When my daughter was little with almost no language I could not understand how it was possible for her to learn to read and write if she did not speak first.  I was surprised and confused when I learned how completely wrong I was.  When I read about all the non-speaking Autistic people who had learned to read and write despite being given no formal instruction, it seemed magical to me.  This mind that seemed, from my limited perspective, to not understand so much, actually was taking in far more than I could imagine, let alone believe.  It wasn’t until I was able to see my own limitations caused by the things I had been told about autism and hence, my daughter, that I was able to move beyond that thinking and embrace another way of thinking.  I had to acknowledge my misperceptions and the misinformation I was given, then I had to question everything I thought I knew and was being told.  I had to seek out Autistic people who were kind enough to share their own experiences before I was finally able to dispense with my erroneous ideas and move beyond them.  In case anyone’s missing it, there is a certain irony in my early assumptions regarding Autistic competence.

At the Institute on Communication and Inclusion conference, which we’ve just returned from, and I began writing about in yesterday’s post, Tracy Thresher typed, “… couldn’t let anyone know I could read and I understood what was said to me the training gave me the way to communicate with others.”  On the Wretches and Jabberers website, Tracy wrote, “My communication is paramount to my well-being and is key to my being an active citizen.”  He goes on to say, “I may appear to be a man shrouded by a cloak of incompetence but if you will take the time to listen to my typing you will understand I am intelligent.”

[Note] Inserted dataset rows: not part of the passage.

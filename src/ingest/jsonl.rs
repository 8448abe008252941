//! JSON-lines observation source.
//!
//! Each non-blank line holds one frame:
//!
//! ```text
//! {"frame": 12, "objects": [{"bbox": [380, 100, 420, 140], "id": 7, "class": "car"}]}
//! ```
//!
//! `frame` is optional. Missing ids, `null` ids and negative ids all mean the
//! tracker had no stable identity for that object.

use std::fs::File;
use std::io::{BufRead, BufReader};
use std::path::Path;

use anyhow::{anyhow, Result};

use super::{ObservationSource, SourceStats};
use crate::observation::TrackedFrame;

pub struct JsonLinesSource<R> {
    name: String,
    reader: R,
    line_no: u64,
    buf: String,
    stats: SourceStats,
}

impl<R: BufRead> JsonLinesSource<R> {
    pub fn new(name: &str, reader: R) -> Self {
        Self {
            name: name.to_string(),
            reader,
            line_no: 0,
            buf: String::new(),
            stats: SourceStats::default(),
        }
    }
}

impl JsonLinesSource<BufReader<File>> {
    /// Open a local file. URL schemes are rejected.
    pub fn open(path: &Path) -> Result<Self> {
        let display = path.display().to_string();
        if display.contains("://") {
            return Err(anyhow!(
                "observation input must be a local path, got {}",
                display
            ));
        }
        let file = File::open(path)
            .map_err(|e| anyhow!("failed to open observation file {}: {}", display, e))?;
        log::info!("JsonLinesSource: reading {}", display);
        Ok(Self::new(&display, BufReader::new(file)))
    }
}

impl<R: BufRead> ObservationSource for JsonLinesSource<R> {
    fn name(&self) -> &str {
        &self.name
    }

    fn next_frame(&mut self) -> Result<Option<TrackedFrame>> {
        loop {
            self.buf.clear();
            let read = self
                .reader
                .read_line(&mut self.buf)
                .map_err(|e| anyhow!("{}: read failed after line {}: {}", self.name, self.line_no, e))?;
            if read == 0 {
                return Ok(None);
            }
            self.line_no += 1;

            let line = self.buf.trim();
            if line.is_empty() {
                continue;
            }
            let frame: TrackedFrame = serde_json::from_str(line).map_err(|e| {
                anyhow!("{}: invalid frame on line {}: {}", self.name, self.line_no, e)
            })?;
            self.stats.record(&frame);
            return Ok(Some(frame));
        }
    }

    fn stats(&self) -> SourceStats {
        self.stats.clone()
    }
}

What I have come to understand, is that a presumption of competence is much more than a set of beliefs, it is a way of interacting with another human being who is seen as a true equal and as having the same basic human rights as I have.

A presumption of competence may seem like a leap for many non Autistic people,  it may even feel like a disconnect.  Some may argue that their non-speaking child cannot possibly understand, that they know this beyond any doubt and I must ask, but how can you know this for sure?  We may tell ourselves that our child is too “severe” and we are setting them up for certain failure by presuming competence.  To these people I would suggest the opposite is true.  The only true failure is when we walk away and assume incompetence.

Presume competence means – assume your child is aware and able to understand even though they may not show this to you in a way that you are able to recognize or understand.

To presume competence means to assume your child or the other person does and can understand when they are being spoken of and to.

Presume competence means talk to your child or the other person as you would a same age non-Autistic child or person.

Read and have available age appropriate stories and give access and instruction to age appropriate learning material.

Presumptions of competence means treating the other person with respect and as an equal without pity or infantilization.

It does not mean that we will carry expectations that if not met will cause us to admonish, scold or assume the person is being manipulative or just needs to “try harder”.

To presume competence does not mean we assume there is a “neurotypical” person “trapped” or “imprisoned” under an Autistic “shell”.

Presuming competence is not an act of kindness.

Presuming competence is not something we do because we are a “good” person.

We do not get to pat ourselves on the back because we have presumed competence.  If we believe we deserve a pat on the back and/or acknowledgement, then we are not presuming competence, we are more likely being condescending.

One last thought regarding presuming competence…   to presume incompetence is to actively do damage.  Let’s all agree not to do harm to our fellow human beings.